En tercer lugar, el Dictamen analiza la creación de los entornos de pruebas controlados (regulatory sandboxes) y el uso de la IA en ensayos clínicos. Sobre los primeros, el EDPB y el EDPS advierten que no caben adaptaciones que diluyan las exigencias del Reglamento Europeo de Protección de Datos (RGPD), cuya plena vigencia se mantiene. En cuanto a la IA, señalan que su uso en ensayos clínicos puede tener consecuencias significativas para los participantes, y recomiendan que el EDPB participe en la elaboración de las guías que la EMA deberá desarrollar en materia de protección de datos.

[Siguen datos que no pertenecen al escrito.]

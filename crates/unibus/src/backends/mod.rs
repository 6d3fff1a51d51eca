//! In-process reference backends for every client port.
//!
//! Each one honours its port's contract closely enough to run the adapters
//! end to end without a network: partitions and consumer groups, prefetch
//! and requeue, session loss and clean-session resubscription.

pub mod log;
pub mod queue;
pub mod session;

pub use log::MemoryLogCluster;
pub use queue::MemoryQueueBroker;
pub use session::{MemorySessionBroker, MemorySessionClient};
impl ClusterState {
    fn partitions_of(&mut self, topic: &str) -> &mut Vec<Vec<LogRecord>> {
        let count = self.partitions.max(1) as usize;
        self.topics
            .entry(topic.to_string())
            .or_insert_with(|| vec![Vec::new(); count])
    }

    fn committed(&self, group: &str, topic: &str, partition: i32) -> i64 {
        self.committed
            .get(&(group.to_string(), topic.to_string(), partition))
            .copied()
            .unwrap_or(0)
    }

    /// Partitions owned by `member` under the current membership.
    fn assignment(&self, group: &str, topic: &str, member: u64) -> Vec<i32> {
        let members = match self.members.get(&(group.to_string(), topic.to_string())) {
            Some(members) => members,
            None => return Vec::new(),
        };
        let Some(index) = members.iter().position(|m| *m == member) else {
            return Vec::new();
        };
        (0..self.partitions.max(1))
            .filter(|p| *p as usize % members.len() == index)
            .collect()
    }
}

/// Shared handle to an in-process log cluster. Clones see the same data.
#[derive(Clone)]
pub struct MemoryLogCluster {
    state: Arc<Mutex<ClusterState>>,
    appended: Arc<Notify>,
}

impl Default for MemoryLogCluster {
    fn default() -> Self {
        Self::new()
    }
}

impl MemoryLogCluster {
    /// Single-partition cluster.
    #[must_use]
    pub fn new() -> Self {
        Self::with_partitions(1)
    }

    #[must_use]
    pub fn with_partitions(partitions: i32) -> Self {
        Self {
            state: Arc::new(Mutex::new(ClusterState {
                partitions: partitions.max(1),
                ..ClusterState::default()
            })),
            appended: Arc::new(Notify::new()),
        }
    }

    /// When false, `connect` fails as if no seed broker answered.
    pub fn set_reachable(&self, reachable: bool) {
        self.state.lock().unreachable = !reachable;
    }

    /// Reject the next `count` sends on any producer.
    pub fn fail_next_sends(&self, count: usize) {
        self.state.lock().failing_sends = count;
    }

    #[must_use]
    pub fn producers_created(&self) -> usize {
        self.state.lock().producers_created
    }

    #[must_use]
    pub fn open_producers(&self) -> usize {
        self.state.lock().open_producers
    }

    /// Every record on `topic`, partition by partition.
    #[must_use]
    pub fn records(&self, topic: &str) -> Vec<LogRecord> {
        self.state
            .lock()
            .topics
            .get(topic)
            .map(|partitions| partitions.iter().flatten().cloned().collect())
            .unwrap_or_default()
    }

    /// Next offset `group` will read on `partition`, if it ever committed.
    #[must_use]
    pub fn committed_offset(&self, group: &str, topic: &str, partition: i32) -> Option<i64> {
        self.state
            .lock()
            .committed
            .get(&(group.to_string(), topic.to_string(), partition))
            .copied()
    }

    /// Records on `topic` not yet committed by `group`.
    #[must_use]
    pub fn consumer_lag(&self, group: &str, topic: &str) -> i64 {
        lag(&self.state.lock(), group, topic)
    }

    /// Live readers in `group` on `topic`.
    #[must_use]
    pub fn group_members(&self, group: &str, topic: &str) -> usize {
        self.state
            .lock()
            .members
            .get(&(group.to_string(), topic.to_string()))
            .map_or(0, Vec::len)
    }
}

fn lag(state: &ClusterState, group: &str, topic: &str) -> i64 {
    state.topics.get(topic).map_or(0, |partitions| {
        partitions
            .iter()
            .enumerate()
            .map(|(p, records)| records.len() as i64 - state.committed(group, topic, p as i32))
            .sum()
    })
}

#[async_trait]
impl LogCluster for MemoryLogCluster {
    async fn connect(
        &self,
        addresses: &[String],
        _tls: Option<&TlsOptions>,
    ) -> Result<(), BackendError> {
        let mut state = self.state.lock();
        if state.unreachable {
            return Err(BackendError::Unreachable(addresses.join(",")));
        }
        state.connected = true;
        Ok(())
    }

    async fn close(&self) -> Result<(), BackendError> {
        self.state.lock().connected = false;
        self.appended.notify_waiters();
        Ok(())
    }

    async fn producer(&self, config: ProducerConfig) -> Result<Arc<dyn LogProducer>, BackendError> {
        let mut state = self.state.lock();
        if !state.connected {
            return Err(BackendError::SessionClosed);
        }
        state.producers_created += 1;
        state.open_producers += 1;
        Ok(Arc::new(MemoryLogProducer {
            cluster: self.clone(),
            config,
            closed: AtomicBool::new(false),
        }))
    }

    async fn reader(&self, config: ReaderConfig) -> Result<Box<dyn LogReader>, BackendError> {
        let member = {
            let mut state = self.state.lock();
            if !state.connected {
                return Err(BackendError::SessionClosed);
            }
            state.next_member += 1;
            let member = state.next_member;
            state
                .members
                .entry((config.group.clone(), config.topic.clone()))
                .or_default()
                .push(member);
            member
        };
        debug!(group = %config.group, topic = %config.topic, member, "Reader joined group");

        Ok(Box::new(MemoryLogReader {
            cluster: self.clone(),
            config,
            member,
            positions: HashMap::new(),
            buffer: VecDeque::new(),
            last_lag_report: Instant::now(),
            closed: false,
        }))
    }
}

struct MemoryLogProducer {
    cluster: MemoryLogCluster,
    config: ProducerConfig,
    closed: AtomicBool,
}

#[async_trait]
impl LogProducer for MemoryLogProducer {
    async fn send(&self, record: OutboundRecord) -> Result<RecordMetadata, BackendError> {
        if self.closed.load(Ordering::Acquire) {
            return Err(BackendError::SessionClosed);
        }
        let metadata = {
            let mut state = self.cluster.state.lock();
            if !state.connected {
                return Err(BackendError::SessionClosed);
            }
            if state.failing_sends > 0 {
                state.failing_sends -= 1;
                return Err(BackendError::Rejected("leader not available".into()));
            }

            let count = state.partitions.max(1) as usize;
            let partition = match &record.key {
                Some(key) => {
                    let mut hasher = DefaultHasher::new();
                    key.hash(&mut hasher);
                    (hasher.finish() % count as u64) as usize
                }
                None => {
                    let next = state.round_robin % count;
                    state.round_robin = state.round_robin.wrapping_add(1);
                    next
                }
            };

            let topic = self.config.topic.clone();
            let log = &mut state.partitions_of(&topic)[partition];
            let offset = log.len() as i64;
            log.push(LogRecord {
                topic,
                partition: partition as i32,
                offset,
                key: record.key,
                headers: record.headers,
                value: record.value,
            });
            RecordMetadata {
                partition: partition as i32,
                offset: match self.config.required_acks {
                    RequiredAcks::None => -1,
                    RequiredAcks::Leader | RequiredAcks::All => offset,
                },
            }
        };
        self.cluster.appended.notify_waiters();
        Ok(metadata)
    }

    async fn close(&self) -> Result<(), BackendError> {
        if !self.closed.swap(true, Ordering::AcqRel) {
            self.cluster.state.lock().open_producers -= 1;
        }
        Ok(())
    }
}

Queda por delante la tramitación legislativa de la Biotech Act, por lo que habrá que seguir de cerca en qué medida este Dictamen acaba dejando huella en el texto final. En todo caso, es muy positivo que las autoridades europeas de protección de datos apoyen el objetivo de armonizar cómo promotores, centros e investigadores deben tratar los datos personales en ensayos clínicos en la UE, sin rebajar las exigencias del RGPD. El mensaje es claro: menos barreras, mismas garantías.